Acute coronary syndrome versus acute myocarditis in young adults-value of speckle tracking echocardiography
- PMID: 35939417
- PMCID: PMC9359587
- DOI: 10.1371/journal.pone.0271483
Acute coronary syndrome versus acute myocarditis in young adults-value of speckle tracking echocardiography
Abstract
Purpose: Comparing myocarditis with an acute coronary syndrome (ACS)-like presentation and acute myocardial infarction (AMI) poses an important clinical challenge. The purpose of the study was to investigate the diagnostic value of the clinical, laboratory and especially echocardiographic characteristics including speckle tracking echocardiography (STE) of patients with ACS-like myocarditis and AMI.

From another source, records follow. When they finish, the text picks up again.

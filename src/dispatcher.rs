use rayon::prelude::*;
use std::time::Instant;
use tracing::{info, warn};

use crate::analyzer::{analyze, AnalysisResult};
use crate::error::{PipelineError, Result};
use crate::record::Record;

/// What to do when a single record cannot be analyzed.
#[derive(Debug, Clone, Copy, Default, PartialEq, Eq)]
pub enum Strictness {
    /// Fail the whole batch.
    #[default]
    Strict,
    /// Leave the record out and report it in [`Batch::skipped`].
    Lenient,
}

#[derive(Debug, Clone, Default)]
pub struct DispatchConfig {
    /// Worker threads; `None` uses the available parallelism.
    pub workers: Option<usize>,
    pub strictness: Strictness,
}

#[derive(Debug)]
pub struct SkippedRecord {
    pub id: i64,
    pub error: PipelineError,
}

/// Analysis output in input order.
#[derive(Debug, Default)]
pub struct Batch {
    pub results: Vec<AnalysisResult>,
    pub skipped: Vec<SkippedRecord>,
}

pub fn analyze_all(records: &[Record], config: &DispatchConfig) -> Result<Batch> {
    analyze_all_with(records, config, analyze)
}

/// Runs `analyzer` over every record on a dedicated thread pool.
///
/// `results[i]` always belongs to the i-th surviving input record, however the
/// workers happen to finish. In strict mode all in-flight work drains and the
/// failure of the earliest failing record is returned.
pub fn analyze_all_with<F>(
    records: &[Record],
    config: &DispatchConfig,
    analyzer: F,
) -> Result<Batch>
where
    F: Fn(&Record) -> Result<AnalysisResult> + Sync,
{
    if records.is_empty() {
        info!(
            action = "skip",
            component = "dispatcher",
            "No records to analyze"
        );
        return Ok(Batch::default());
    }

    let workers = match config.workers {
        Some(0) => {
            return Err(PipelineError::InvalidConfig(
                "worker count must be greater than 0".to_string(),
            ))
        }
        Some(n) => n,
        None => num_cpus::get(),
    };

    let start_time = Instant::now();
    info!(
        action = "start",
        component = "dispatcher",
        record_count = records.len(),
        workers,
        "Starting parallel record analysis"
    );

    let pool = rayon::ThreadPoolBuilder::new()
        .num_threads(workers)
        .thread_name(|index| format!("analyzer-{index}"))
        .build()
        .map_err(|e| PipelineError::InvalidConfig(format!("failed to build worker pool: {e}")))?;

    // Indexed collect writes each outcome into its input position, not completion order
    let outcomes: Vec<(usize, Result<AnalysisResult>)> = pool.install(|| {
        records
            .par_iter()
            .enumerate()
            .map(|(position, record)| (position, analyzer(record)))
            .collect()
    });

    let mut batch = Batch {
        results: Vec::with_capacity(records.len()),
        skipped: Vec::new(),
    };

    for (position, outcome) in outcomes {
        let record = &records[position];
        match outcome {
            Ok(result) => batch.results.push(result),
            Err(error) => match config.strictness {
                Strictness::Strict => {
                    warn!(
                        action = "abort",
                        component = "dispatcher",
                        record_id = record.id,
                        error = %error,
                        "Record analysis failed"
                    );
                    return Err(error);
                }
                Strictness::Lenient => {
                    warn!(
                        action = "skip",
                        component = "dispatcher",
                        record_id = record.id,
                        error = %error,
                        "Skipping record that failed analysis"
                    );
                    batch.skipped.push(SkippedRecord {
                        id: record.id,
                        error,
                    });
                }
            },
        }
    }

    info!(
        action = "complete",
        component = "dispatcher",
        analyzed = batch.results.len(),
        skipped = batch.skipped.len(),
        duration_ms = start_time.elapsed().as_millis(),
        "Record analysis completed"
    );

    Ok(batch)
}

Methods: We conducted a retrospective analysis comparing 69 symptomatic patients (≤ 45 years old), hospitalized at the Department of Interventional Cardiology (Medical University of Lodz, Poland) between April 2014 and June 2021 with an initial diagnosis of ST-segment elevation myocardial infarction.
Results: 37 patients with the cardiac magnetic resonance-confirmed acute myocarditis and 32 patients diagnosed with AMI based on the clinical presentation, electrocardiogram and the presence of a culprit lesion on the coronary angiography were analysed including echocardiography parameters. On STE analysis an average global longitudinal (GLS), radial and circumferential strain including three-layers observation were significantly lower (absolute value) in patients with AMI versus acute myocarditis (p<0.05). There was no significant difference in Endo/Epi ratio (p = 0.144) between the groups. An average GLS < (-17.5) represented the optimal cut-off value for the myocarditis diagnosis.
Conclusion: In patients with AMI a significant reduction of global and three-layers strains compared to patients with myocarditis was detected. Furthermore, our analysis also confirmed the discriminative pattern of myocardial injury between the groups.
Conflict of interest statement
The authors have declared that no competing interests exist.